▼
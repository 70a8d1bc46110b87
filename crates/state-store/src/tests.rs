//! Unit tests for the state-store crate.

use chrono::{NaiveDate, NaiveDateTime};
use growth_core::{
    CountRange, GrowthPatternKind, ServerProfile, ServerState, ServerType, SimError,
    SimulatorConfig,
};
use tempfile::TempDir;

use crate::{
    initialize_server, load_or_initialize, FilesystemStateStore, StateStore, STATE_FILE_NAME,
};

fn config() -> SimulatorConfig {
    SimulatorConfig::builtin().unwrap()
}

fn profile(config: &SimulatorConfig, server_name: &str) -> ServerProfile {
    config
        .resolve_servers()
        .unwrap()
        .into_iter()
        .find(|p| p.server_name == server_name)
        .unwrap()
}

fn at(day: u32, hour: u32) -> NaiveDateTime {
    NaiveDate::from_ymd_opt(2025, 5, day)
        .unwrap()
        .and_hms_opt(hour, 0, 0)
        .unwrap()
}

/// Baseline state of Server1 as if one period had been simulated.
fn simulated_state(config: &SimulatorConfig) -> ServerState {
    let mut state = initialize_server(&profile(config, "Server1"), config, 42).unwrap();
    for database in state.databases.values_mut() {
        database.last_period_end = Some(at(1, 18));
    }
    state
}

fn write_raw(store: &FilesystemStateStore, server_name: &str, content: &str) {
    let path = store.state_path(server_name);
    std::fs::create_dir_all(path.parent().unwrap()).unwrap();
    std::fs::write(path, content).unwrap();
}

// ============================================================================
// Load / save
// ============================================================================

#[test]
fn test_missing_state_file_loads_none() {
    let dir = TempDir::new().unwrap();
    let store = FilesystemStateStore::new(dir.path());
    assert!(store.load("Server1").unwrap().is_none());
}

#[test]
fn test_save_then_load_roundtrip() {
    let dir = TempDir::new().unwrap();
    let store = FilesystemStateStore::new(dir.path());
    let config = config();
    let state = simulated_state(&config);

    store.save("Server1", &state).unwrap();
    let loaded = store.load("Server1").unwrap().unwrap();
    assert_eq!(loaded, state);

    // keyed by database name at the top level
    let json: serde_json::Value =
        serde_json::from_str(&std::fs::read_to_string(store.state_path("Server1")).unwrap())
            .unwrap();
    assert!(json["PrimaryStore_DB"]["data_file_size_mb"].is_number());
    assert_eq!(json["PrimaryStore_DB"]["last_period_end"], "2025-05-01T18:00:00");
}

#[test]
fn test_save_leaves_no_temp_files() {
    let dir = TempDir::new().unwrap();
    let store = FilesystemStateStore::new(dir.path());
    let config = config();
    let state = simulated_state(&config);

    store.save("Server1", &state).unwrap();
    store.save("Server1", &state).unwrap();

    let names: Vec<String> = std::fs::read_dir(store.layout("Server1").growth_dir())
        .unwrap()
        .map(|e| e.unwrap().file_name().to_string_lossy().to_string())
        .collect();
    assert_eq!(names, vec![STATE_FILE_NAME.to_string()]);
}

#[test]
fn test_save_rejects_invalid_state_and_keeps_previous() {
    let dir = TempDir::new().unwrap();
    let store = FilesystemStateStore::new(dir.path());
    let config = config();
    let state = simulated_state(&config);
    store.save("Server1", &state).unwrap();

    let mut broken = state.clone();
    broken
        .databases
        .get_mut("PrimaryStore_DB")
        .unwrap()
        .data_file_size_mb = -1.0;
    let err = store.save("Server1", &broken).unwrap_err();
    assert_eq!(err.kind(), "StateCorruptionError");

    assert_eq!(store.load("Server1").unwrap().unwrap(), state);
}

// ============================================================================
// Corruption detection
// ============================================================================

#[test]
fn test_malformed_json_is_corruption() {
    let dir = TempDir::new().unwrap();
    let store = FilesystemStateStore::new(dir.path());
    write_raw(&store, "Server1", "{ not json");

    let err = store.load("Server1").unwrap_err();
    assert!(matches!(err, SimError::StateCorruption { .. }));
    assert!(err.to_string().contains("Server1"));
}

#[test]
fn test_missing_field_is_corruption() {
    let dir = TempDir::new().unwrap();
    let store = FilesystemStateStore::new(dir.path());
    let config = config();

    let mut json = serde_json::to_value(simulated_state(&config)).unwrap();
    json["OrderProcessing_DB"]
        .as_object_mut()
        .unwrap()
        .remove("file_count");
    write_raw(&store, "Server1", &json.to_string());

    let err = store.load("Server1").unwrap_err();
    assert_eq!(err.kind(), "StateCorruptionError");
    assert!(err.to_string().contains("file_count"));
}

#[test]
fn test_databases_out_of_lockstep() {
    let dir = TempDir::new().unwrap();
    let store = FilesystemStateStore::new(dir.path());
    let config = config();

    let mut state = simulated_state(&config);
    state
        .databases
        .get_mut("CustomerCore_DB")
        .unwrap()
        .last_period_end = Some(at(2, 6));
    write_raw(&store, "Server1", &serde_json::to_string(&state).unwrap());

    let err = store.load("Server1").unwrap_err();
    assert!(err.to_string().contains("disagree on last_period_end"));
}

#[test]
fn test_cleanup_after_period_end() {
    let dir = TempDir::new().unwrap();
    let store = FilesystemStateStore::new(dir.path());
    let config = config();

    let mut state = simulated_state(&config);
    let table = state
        .databases
        .get_mut("PrimaryStore_DB")
        .unwrap()
        .tables
        .get_mut("Table_01")
        .unwrap();
    table.last_cleanup_period = Some(at(3, 6));
    write_raw(&store, "Server1", &serde_json::to_string(&state).unwrap());

    let err = store.load("Server1").unwrap_err();
    assert!(
        matches!(err, SimError::StateCorruption { ref location, .. } if location == "Server1/PrimaryStore_DB")
    );
}

#[test]
fn test_drifted_table_size_is_corruption() {
    let dir = TempDir::new().unwrap();
    let store = FilesystemStateStore::new(dir.path());
    let config = config();

    let mut state = simulated_state(&config);
    let table = state
        .databases
        .get_mut("CustomerCore_DB")
        .unwrap()
        .tables
        .get_mut("Table_02")
        .unwrap();
    table.size_mb += 0.5;
    write_raw(&store, "Server1", &serde_json::to_string(&state).unwrap());

    let err = store.load("Server1").unwrap_err();
    assert_eq!(err.kind(), "StateCorruptionError");
    assert!(err.to_string().contains("Table_02"));
    assert!(err.to_string().contains("does not match"));

    // the file is reported, not rewritten
    let on_disk: ServerState =
        serde_json::from_str(&std::fs::read_to_string(store.state_path("Server1")).unwrap())
            .unwrap();
    assert_eq!(on_disk, state);
}

#[test]
fn test_tables_larger_than_data_file_is_corruption() {
    let dir = TempDir::new().unwrap();
    let store = FilesystemStateStore::new(dir.path());
    let config = config();

    let mut state = simulated_state(&config);
    let database = state.databases.get_mut("OrderProcessing_DB").unwrap();
    database.data_file_size_mb = database.table_floor_mb() * 0.99;
    write_raw(&store, "Server1", &serde_json::to_string(&state).unwrap());

    let err = store.load("Server1").unwrap_err();
    assert!(
        matches!(err, SimError::StateCorruption { ref location, .. } if location == "Server1/OrderProcessing_DB")
    );
    assert!(err.to_string().contains("tables hold"));
}

#[test]
fn test_mismatched_key_is_corruption() {
    let dir = TempDir::new().unwrap();
    let store = FilesystemStateStore::new(dir.path());
    let config = config();

    let mut state = simulated_state(&config);
    let mut moved = state.databases.remove("PrimaryStore_DB").unwrap();
    moved.database_name = "Renamed_DB".to_string();
    state.databases.insert("PrimaryStore_DB".to_string(), moved);
    write_raw(&store, "Server1", &serde_json::to_string(&state).unwrap());

    assert_eq!(
        store.load("Server1").unwrap_err().kind(),
        "StateCorruptionError"
    );
}

// ============================================================================
// Initialization
// ============================================================================

#[test]
fn test_fresh_server_matches_baseline_counts() {
    let dir = TempDir::new().unwrap();
    let store = FilesystemStateStore::new(dir.path());
    let mut config = config();
    for pattern in &mut config.table_patterns {
        if pattern.server_type == ServerType::OltpProduction {
            pattern.table_count = CountRange::new(12, 12);
        }
    }
    let profile = profile(&config, "Server1");

    let loaded = load_or_initialize(&store, &profile, &config, 7).unwrap();
    assert!(loaded.fresh);
    assert_eq!(loaded.state.len(), profile.database_names.len());
    assert_eq!(loaded.state.table_count(), 12 * profile.database_names.len());

    let template = config.template_for(ServerType::OltpProduction).unwrap();
    for database in loaded.state.databases.values() {
        assert_eq!(database.tables.len(), 12);
        assert_eq!(database.last_period_end, None);
        assert!(database.data_file_size_mb >= template.initial_data_mb.min);
        assert!(database.data_file_size_mb <= template.initial_data_mb.max);
        assert!(database.table_floor_mb() <= database.data_file_size_mb * 0.9 + 1e-6);
        assert!(database.file_count >= template.file_policy.base_files);
        assert!(database.tables.contains_key("Table_01"));
        assert!(database.tables.contains_key("Table_12"));
    }

    // nothing is written until the caller saves
    assert!(store.load("Server1").unwrap().is_none());
}

#[test]
fn test_pattern_assignments_and_defaults() {
    let config = config();
    let state = initialize_server(&profile(&config, "Server2"), &config, 1).unwrap();

    let primary = state.get("PrimaryStore_DB").unwrap();
    assert_eq!(primary.growth_pattern, GrowthPatternKind::GrowingFast);
    assert_eq!(primary.data_file_size_mb, 11_000.0);
    assert_eq!(
        state.get("CustomerCore_DB").unwrap().growth_pattern,
        GrowthPatternKind::BrokenCleanup
    );
    assert_eq!(
        state.get("OrderProcessing_DB").unwrap().growth_pattern,
        GrowthPatternKind::Stable
    );

    let reference = initialize_server(&profile(&config, "Server4"), &config, 1).unwrap();
    assert!(reference
        .databases
        .values()
        .all(|d| d.growth_pattern == GrowthPatternKind::Static));
}

#[test]
fn test_initialization_is_deterministic_per_seed() {
    let config = config();
    let profile = profile(&config, "Server3");
    let a = initialize_server(&profile, &config, 99).unwrap();
    let b = initialize_server(&profile, &config, 99).unwrap();
    let c = initialize_server(&profile, &config, 100).unwrap();
    assert_eq!(a, b);
    assert_ne!(a, c);
}

#[test]
fn test_new_database_joins_existing_timeline() {
    let dir = TempDir::new().unwrap();
    let store = FilesystemStateStore::new(dir.path());
    let config = config();

    let mut state = simulated_state(&config);
    state.databases.remove("TransactionLog_DB");
    store.save("Server1", &state).unwrap();

    let loaded = load_or_initialize(&store, &profile(&config, "Server1"), &config, 42).unwrap();
    assert!(!loaded.fresh);
    assert_eq!(loaded.added_databases, vec!["TransactionLog_DB".to_string()]);
    let added = loaded.state.get("TransactionLog_DB").unwrap();
    assert_eq!(added.last_period_end, Some(at(1, 18)));
    assert_eq!(added.growth_pattern, GrowthPatternKind::NoRetention);
}

#[test]
fn test_unconfigured_database_is_config_error() {
    let dir = TempDir::new().unwrap();
    let store = FilesystemStateStore::new(dir.path());
    let config = config();

    let mut state = simulated_state(&config);
    let mut extra = state.get("PrimaryStore_DB").unwrap().clone();
    extra.database_name = "Retired_DB".to_string();
    state.insert(extra);
    store.save("Server1", &state).unwrap();

    let err = load_or_initialize(&store, &profile(&config, "Server1"), &config, 42).unwrap_err();
    assert!(matches!(err, SimError::Config(_)));
    assert!(err.to_string().contains("Retired_DB"));
}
▲
* **Problem to solve**
Each line from the top of the material above through the line with "let path = store.state_path(server_name);" must be echoed exactly, and no other line.

* **Answer for the task**
repository 70a8d1bc46110b87
filename crates/state-store/src/tests.rs
//! Unit tests for the state-store crate.

use chrono::{NaiveDate, NaiveDateTime};
use growth_core::{
    CountRange, GrowthPatternKind, ServerProfile, ServerState, ServerType, SimError,
    SimulatorConfig,
};
use tempfile::TempDir;

use crate::{
    initialize_server, load_or_initialize, FilesystemStateStore, StateStore, STATE_FILE_NAME,
};

fn config() -> SimulatorConfig {
    SimulatorConfig::builtin().unwrap()
}

fn profile(config: &SimulatorConfig, server_name: &str) -> ServerProfile {
    config
        .resolve_servers()
        .unwrap()
        .into_iter()
        .find(|p| p.server_name == server_name)
        .unwrap()
}

fn at(day: u32, hour: u32) -> NaiveDateTime {
    NaiveDate::from_ymd_opt(2025, 5, day)
        .unwrap()
        .and_hms_opt(hour, 0, 0)
        .unwrap()
}

/// Baseline state of Server1 as if one period had been simulated.
fn simulated_state(config: &SimulatorConfig) -> ServerState {
    let mut state = initialize_server(&profile(config, "Server1"), config, 42).unwrap();
    for database in state.databases.values_mut() {
        database.last_period_end = Some(at(1, 18));
    }
    state
}

fn write_raw(store: &FilesystemStateStore, server_name: &str, content: &str) {
    let path = store.state_path(server_name);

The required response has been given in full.